Yes this Vietnam-Iraq blogging is going to get tiresome but so are its proponents. Here we have Max Boot in the Wall Street Journal (subs. req'd; alt. free link) assuring George Bush that his only mistake was in not more fully embracing the analogy. Two things. First, Boot answers the question of what the US could have done to "win" in Vietnam --
By 1972 most of the south was judged secure and the South Vietnamese armed forces were able to throw back the Easter Offensive with help from lots of American aircraft but few American soldiers. If the U.S. had continued to support Saigon with a small troop presence and substantial supplies, there is every reason to believe that South Vietnam could have survived.
By "lots of American aircraft" and "substantial supplies" he means: bombing Vietnam to smithereens. That was the strategy. Of course it works in that you kill "bad guys" but you completely alienate the civilian population. That's why air force plays so little role in modern counterinsurgency strategy -- strategy that Boot presumably supports in the Iraq context. Indeed, Boot subtitles this part of his argument "The danger of winning militarily and losing politically" -- a distinction that does not exist in the Petraeus strategy for Iraq. There's no military victory without political progress.

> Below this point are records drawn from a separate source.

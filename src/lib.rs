//! # pdf2ja
//!
//! Translate English PDF or plain-text documents into Japanese, one
//! paragraph at a time, through Google's public translation endpoint.
//!
//! ## Why this crate?
//!
//! Text pulled out of a PDF is broken at every line and page: page numbers
//! sit in the middle of sentences and a paragraph is spread over a dozen
//! physical lines. Pasting that into a translator gives poor results and hits
//! request-size limits. This crate rebuilds paragraphs, cuts long ones at
//! sentence boundaries into blocks the backend accepts, and translates them
//! in order, keeping the source text wherever a block cannot be translated.
//!
//! ## Pipeline Overview
//!
//! ```text
//! PDF / text file
//!  │
//!  ├─ 1. Input      classify by extension, check magic bytes
//!  ├─ 2. Extract    per-page text via pdfium, or charset-sniffed text file
//!  ├─ 3. Normalize  drop page numbers, mark paragraph ends, trim lines
//!  ├─ 4. Segment    ≤ 5000-char single-line blocks, split at sentence ends
//!  ├─ 5. Proxy      direct → env proxy → operator proxy → + credentials
//!  ├─ 6. Drive      sequential translation with retry and abort prompts
//!  └─ 7. Output     `_parse_pdf.txt`, `_original.txt`, `_japanese.txt`
//! ```
//!
//! ## Quick Start
//!
//! ```rust,no_run
//! use pdf2ja::{
//!     translate_file, AlwaysContinue, BackendSession, GoogleTranslator, NonInteractive,
//!     ProxyNegotiator, TranslationConfig,
//! };
//!
//! #[tokio::main]
//! async fn main() -> Result<(), Box<dyn std::error::Error>> {
//!     let config = TranslationConfig::default();
//!     let negotiator = ProxyNegotiator::from_env();
//!     let backend = GoogleTranslator::new(&config, negotiator.proxy())?;
//!     let mut session = BackendSession::new(backend, negotiator, NonInteractive)?;
//!
//!     let output = translate_file(
//!         "paper.pdf", ".", false, &mut session, &mut AlwaysContinue, &config,
//!     )
//!     .await?;
//!     eprintln!("{} translated, {} kept in English",
//!         output.stats.translated_lines,
//!         output.stats.untranslated_lines);
//!     Ok(())
//! }
//! ```
//!
//! ## Feature Flags
//!
//! | Feature | Default | Description |
//! |---------|---------|-------------|
//! | `cli`   | on      | Enables the `pdf2ja` binary (clap + indicatif + tracing-subscriber) |
//!
//! Disable `cli` when using only the library:
//! ```toml
//! pdf2ja = { version = "0.1", default-features = false }
//! ```

// ── Modules ──────────────────────────────────────────────────────────────

pub mod backend;
pub mod config;
pub mod driver;
pub mod error;
pub mod output;
pub mod pipeline;
pub mod progress;
pub mod proxy;
pub mod translate;

// ── Re-exports ───────────────────────────────────────────────────────────

pub use backend::{GoogleTranslator, Translator};
pub use config::{TranslationConfig, TranslationConfigBuilder, MAX_BLOCK_CHARS};
pub use driver::{drive, AbortAfter, AbortPolicy, AlwaysContinue, BackendSession, Interrupted};
pub use error::{LineError, Pdf2JaError};
pub use output::{Artifacts, LineOutcome, TranslationOutput, TranslationRun, TranslationStats};
pub use pipeline::segment::format_text;
pub use progress::{NoopProgressCallback, ProgressCallback, TranslationProgressCallback};
pub use proxy::{NonInteractive, ProxyConfig, ProxyEndpoint, ProxyNegotiator, ProxyPrompter, ProxyState};
pub use translate::{prepare_text, translate_file, translate_text, PreparedText};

Then, of the American "defeat" in Vietnam --
whose ripples spread around the world. In the late 1970s, America's enemies seized power in countries from Mozambique to Iran to Nicaragua. American hostages were seized aboard the SS Mayaguez (off Cambodia) and in Tehran. The Red Army invaded Afghanistan.
Which is what happens when you try to relate diverse events to a single cause. There was other stuff going on in the 1970s. The US backed Shah was getting increasingly repressive, cooking up Shia fundamentalism. Portugal pulled the plug on its African colonies and let the locals duke it out for control. The Somozas kept the earthquake relief money. And that Red Army invasion of Afghanistan worked out real well for them. Overall, it's a dreadful analogy for a dreadful war.